**GOAL OF THE EXERCISE:** In the data below, find every line with the string "HighScoreTable" and pull it out.

· · ·

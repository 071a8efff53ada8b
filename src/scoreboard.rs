//! Score bookkeeping: the high-score table and lifetime gameplay statistics

use std::collections::HashMap;
use std::fmt;

use chrono::Local;

use crate::events::GameEvent;

/// Ship index recorded when no ship applies.
pub const INVALID_SHIP_INDEX: i32 = -1;

/// Default number of entries a high-score table keeps.
pub const MAX_HIGH_SCORES: usize = 15;

const VALID_SHIP_INDICES: std::ops::RangeInclusive<i32> = 0..=4;

/// One recorded high score.
#[derive(Debug, Clone, PartialEq, Eq)]
#[cfg_attr(feature = "serde", derive(serde::Serialize, serde::Deserialize))]
pub struct HighScoreEntry {
    pub score: i32,
    pub date_earned: String,
    pub ship_index: i32,
}

impl fmt::Display for HighScoreEntry {
    fn fmt(&self, f: &mut fmt::Formatter<'_>) -> fmt::Result {
        write!(
            f,
            "High Score: {}, DateEarned: {}, ShipIndex: {}",
            self.score, self.date_earned, self.ship_index
        )
    }
}

/// Descending-sorted list of the best scores, capped at a fixed length.
///
/// Insertion is an O(n) scan for the first slot the incoming score meets or
/// beats; a new score ranks ahead of equal older scores, and the tail is
/// truncated back to capacity. A score that doesn't make the cut on a full
/// table leaves it unchanged.
///
/// # Examples
///
/// ```
/// use arcade_objectpool::HighScoreTable;
///
/// let mut table = HighScoreTable::with_capacity(3);
/// for score in [500, 300, 100] {
///     table.record(score, 0);
/// }
/// table.record(400, 1);
///
/// let scores: Vec<i32> = table.entries().iter().map(|e| e.score).collect();
/// assert_eq!(scores, [500, 400, 300]);
/// ```
#[derive(Debug, Clone)]
#[cfg_attr(feature = "serde", derive(serde::Serialize, serde::Deserialize))]
pub struct HighScoreTable {
    entries: Vec<HighScoreEntry>,
    capacity: usize,
}

impl Default for HighScoreTable {
    fn default() -> Self {
        Self::new()
    }
}

impl HighScoreTable {
    pub fn new() -> Self {
        Self::with_capacity(MAX_HIGH_SCORES)
    }

    pub fn with_capacity(capacity: usize) -> Self {
        Self {
            entries: Vec::new(),
            capacity,
        }
    }

    /// Record `score`, stamped with today's date. Returns whether the table
    /// changed.
    pub fn record(&mut self, score: i32, ship_index: i32) -> bool {
        self.record_dated(score, ship_index, today_stamp())
    }

    /// Record `score` with an explicit date stamp.
    pub fn record_dated(
        &mut self,
        score: i32,
        ship_index: i32,
        date_earned: impl Into<String>,
    ) -> bool {
        // Scores of zero are not worth keeping.
        if score <= 0 {
            return false;
        }

        // The list is maintained sorted, but re-sort in case a caller loaded
        // unsorted data into it.
        self.entries.sort_by(|a, b| b.score.cmp(&a.score));

        let slot = self
            .entries
            .iter()
            .position(|entry| score >= entry.score)
            .unwrap_or(self.entries.len());

        if slot >= self.capacity {
            tracing::debug!(score, "high score not recorded");
            return false;
        }

        self.entries.insert(
            slot,
            HighScoreEntry {
                score,
                date_earned: date_earned.into(),
                ship_index,
            },
        );
        self.entries.truncate(self.capacity);
        true
    }

    pub fn entries(&self) -> &[HighScoreEntry] {
        &self.entries
    }

    /// The best recorded score, or 0 for an empty table.
    pub fn highest(&self) -> i32 {
        self.entries.first().map_or(0, |entry| entry.score)
    }

    pub fn len(&self) -> usize {
        self.entries.len()
    }

    pub fn is_empty(&self) -> bool {
        self.entries.is_empty()
    }

    pub fn capacity(&self) -> usize {
        self.capacity
    }
}

/// Today's date as `YYYY.MM.DD`.
fn today_stamp() -> String {
    Local::now().format("%Y.%m.%d").to_string()
}

/// Lifetime gameplay statistics, aggregated across sessions.
///
/// Subscribes naturally to the [`GameEvent`](crate::GameEvent) bus via
/// [`observe`](Self::observe); session totals land through
/// [`record_post_game`](Self::record_post_game).
#[derive(Debug, Clone)]
#[cfg_attr(feature = "serde", derive(serde::Serialize, serde::Deserialize))]
pub struct GameStats {
    pub games_played: u32,
    pub enemies_defeated: u32,
    pub score_multipliers_collected: u32,
    pub enemies_defeated_with_boost: u32,
    pub projectiles_fired: u32,
    pub highest_score_multiplier: i32,
    pub longest_session_seconds: f32,
    pub time_on_stats_screen_seconds: f32,
    ship_selected_counts: HashMap<i32, u32>,
}

impl GameStats {
    pub fn new() -> Self {
        let mut stats = Self {
            games_played: 0,
            enemies_defeated: 0,
            score_multipliers_collected: 0,
            enemies_defeated_with_boost: 0,
            projectiles_fired: 0,
            highest_score_multiplier: 1,
            longest_session_seconds: 0.0,
            time_on_stats_screen_seconds: 0.0,
            ship_selected_counts: HashMap::new(),
        };
        stats.reset();
        stats
    }

    /// Zero every counter and re-seed the per-ship table.
    pub fn reset(&mut self) {
        self.games_played = 0;
        self.enemies_defeated = 0;
        self.score_multipliers_collected = 0;
        self.enemies_defeated_with_boost = 0;
        self.projectiles_fired = 0;
        self.highest_score_multiplier = 1;
        self.longest_session_seconds = 0.0;
        self.time_on_stats_screen_seconds = 0.0;

        self.ship_selected_counts.clear();
        for ship_index in VALID_SHIP_INDICES {
            self.ship_selected_counts.insert(ship_index, 0);
        }
    }

    pub fn is_ship_index_valid(ship_index: i32) -> bool {
        VALID_SHIP_INDICES.contains(&ship_index)
    }

    /// Count a ship selection. An index outside the known ship roster is
    /// logged and ignored.
    pub fn increment_ship_selected_count(&mut self, ship_index: i32) {
        if !Self::is_ship_index_valid(ship_index) {
            tracing::warn!(ship_index, "ignoring selection of unknown ship index");
            return;
        }
        *self.ship_selected_counts.entry(ship_index).or_insert(0) += 1;
    }

    pub fn ship_selected_count(&self, ship_index: i32) -> u32 {
        self.ship_selected_counts.get(&ship_index).copied().unwrap_or(0)
    }

    pub fn add_time_on_stats_screen(&mut self, seconds: f32) {
        self.time_on_stats_screen_seconds += seconds;
    }

    /// Fold one finished session into the lifetime totals.
    pub fn record_post_game(
        &mut self,
        enemies_defeated: u32,
        score_multipliers_collected: u32,
        enemies_defeated_with_boost: u32,
        projectiles_fired: u32,
        score_multiplier: i32,
        session_seconds: f32,
    ) {
        self.games_played += 1;
        self.enemies_defeated += enemies_defeated;
        self.score_multipliers_collected += score_multipliers_collected;
        self.enemies_defeated_with_boost += enemies_defeated_with_boost;
        self.projectiles_fired += projectiles_fired;
        self.highest_score_multiplier = self.highest_score_multiplier.max(score_multiplier);
        self.longest_session_seconds = self.longest_session_seconds.max(session_seconds);
    }

    /// Event-bus entry point: fold a single gameplay event into the totals.
    pub fn observe(&mut self, event: &GameEvent) {
        match event {
            GameEvent::EnemyDestroyed { .. } => self.enemies_defeated += 1,
            GameEvent::ScoreMultiplierCollected { .. } => {
                self.score_multipliers_collected += 1;
            }
            GameEvent::PlayerShipDestroyed | GameEvent::GameEnded { .. } => {}
        }
    }
}

impl Default for GameStats {
    fn default() -> Self {
        Self::new()
    }
}

#[cfg(test)]
mod tests {
    use super::*;

    fn table_of(scores: &[i32], capacity: usize) -> HighScoreTable {
        let mut table = HighScoreTable::with_capacity(capacity);
        for &score in scores {
            table.record_dated(score, 0, "2024.01.01");
        }
        table
    }

    fn scores(table: &HighScoreTable) -> Vec<i32> {
        table.entries().iter().map(|e| e.score).collect()
    }

    #[test]
    fn test_insertion_evicts_the_tail() {
        let mut table = table_of(&[500, 300, 100], 3);
        assert!(table.record_dated(400, 1, "2024.02.02"));
        assert_eq!(scores(&table), [500, 400, 300]);
        assert_eq!(table.entries()[1].ship_index, 1);
    }

    #[test]
    fn test_low_score_leaves_full_table_unchanged() {
        let mut table = table_of(&[500, 300, 100], 3);
        assert!(!table.record_dated(50, 0, "2024.02.02"));
        assert_eq!(scores(&table), [500, 300, 100]);
    }

    #[test]
    fn test_partial_table_accepts_trailing_score() {
        let mut table = table_of(&[500, 300], 3);
        assert!(table.record_dated(100, 0, "2024.02.02"));
        assert_eq!(scores(&table), [500, 300, 100]);
    }

    #[test]
    fn test_zero_and_negative_scores_are_not_recorded() {
        let mut table = HighScoreTable::new();
        assert!(!table.record_dated(0, 0, "2024.01.01"));
        assert!(!table.record_dated(-10, 0, "2024.01.01"));
        assert!(table.is_empty());
    }

    #[test]
    fn test_new_score_ranks_ahead_of_equal_older_score() {
        let mut table = table_of(&[500, 300], 3);
        assert!(table.record_dated(300, 4, "2024.02.02"));
        assert_eq!(scores(&table), [500, 300, 300]);
        assert_eq!(table.entries()[1].ship_index, 4);
    }

    #[test]
    fn test_score_beating_only_the_last_slot_is_admitted() {
        let mut table = table_of(&[500, 400, 200], 3);
        assert!(table.record_dated(200, 2, "2024.02.02"));
        assert_eq!(scores(&table), [500, 400, 200]);
        assert_eq!(table.entries()[2].ship_index, 2);
    }

    #[test]
    fn test_highest_score() {
        assert_eq!(HighScoreTable::new().highest(), 0);
        let table = table_of(&[500, 300], 5);
        assert_eq!(table.highest(), 500);
    }

    #[test]
    fn test_unsorted_loaded_data_is_resorted_on_record() {
        let mut table = HighScoreTable::with_capacity(5);
        table.record_dated(100, 0, "2024.01.01");
        table.record_dated(900, 0, "2024.01.01");
        table.record_dated(400, 0, "2024.01.01");
        assert_eq!(scores(&table), [900, 400, 100]);
    }

    #[test]
    fn test_entry_display() {
        let entry = HighScoreEntry {
            score: 750,
            date_earned: "2024.06.15".into(),
            ship_index: 2,
        };
        assert_eq!(
            entry.to_string(),
            "High Score: 750, DateEarned: 2024.06.15, ShipIndex: 2"
        );
    }

    #[test]
    fn test_stats_reset_seeds_ship_table() {
        let stats = GameStats::new();
        for ship_index in 0..=4 {
            assert_eq!(stats.ship_selected_count(ship_index), 0);
        }
        assert_eq!(stats.highest_score_multiplier, 1);
    }

    #[test]
    fn test_invalid_ship_index_is_ignored() {
        let mut stats = GameStats::new();
        stats.increment_ship_selected_count(9);
        assert_eq!(stats.ship_selected_count(9), 0);

        stats.increment_ship_selected_count(2);
        assert_eq!(stats.ship_selected_count(2), 1);
    }

    #[test]
    fn test_post_game_totals_and_maxima() {
        let mut stats = GameStats::new();
        stats.record_post_game(10, 3, 2, 120, 8, 95.0);
        stats.record_post_game(5, 1, 0, 60, 4, 150.0);

        assert_eq!(stats.games_played, 2);
        assert_eq!(stats.enemies_defeated, 15);
        assert_eq!(stats.projectiles_fired, 180);
        assert_eq!(stats.highest_score_multiplier, 8);
        assert_eq!(stats.longest_session_seconds, 150.0);
    }

    #[test]
    fn test_observe_counts_events() {
        use crate::entities::Vec2;

        let mut stats = GameStats::new();
        stats.observe(&GameEvent::EnemyDestroyed {
            position: Vec2::new(10.0, 20.0),
        });
        stats.observe(&GameEvent::ScoreMultiplierCollected { value: 2 });
        stats.observe(&GameEvent::PlayerShipDestroyed);

        assert_eq!(stats.enemies_defeated, 1);
        assert_eq!(stats.score_multipliers_collected, 1);
    }
}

· · ·

**RESPONSE AREA:**
/// use arcade_objectpool::HighScoreTable;
/// let mut table = HighScoreTable::with_capacity(3);
pub struct HighScoreTable {
impl Default for HighScoreTable {
impl HighScoreTable {
    fn table_of(scores: &[i32], capacity: usize) -> HighScoreTable {
        let mut table = HighScoreTable::with_capacity(capacity);
    fn scores(table: &HighScoreTable) -> Vec<i32> {
        let mut table = HighScoreTable::new();
        assert_eq!(HighScoreTable::new().highest(), 0);
        let mut table = HighScoreTable::with_capacity(5);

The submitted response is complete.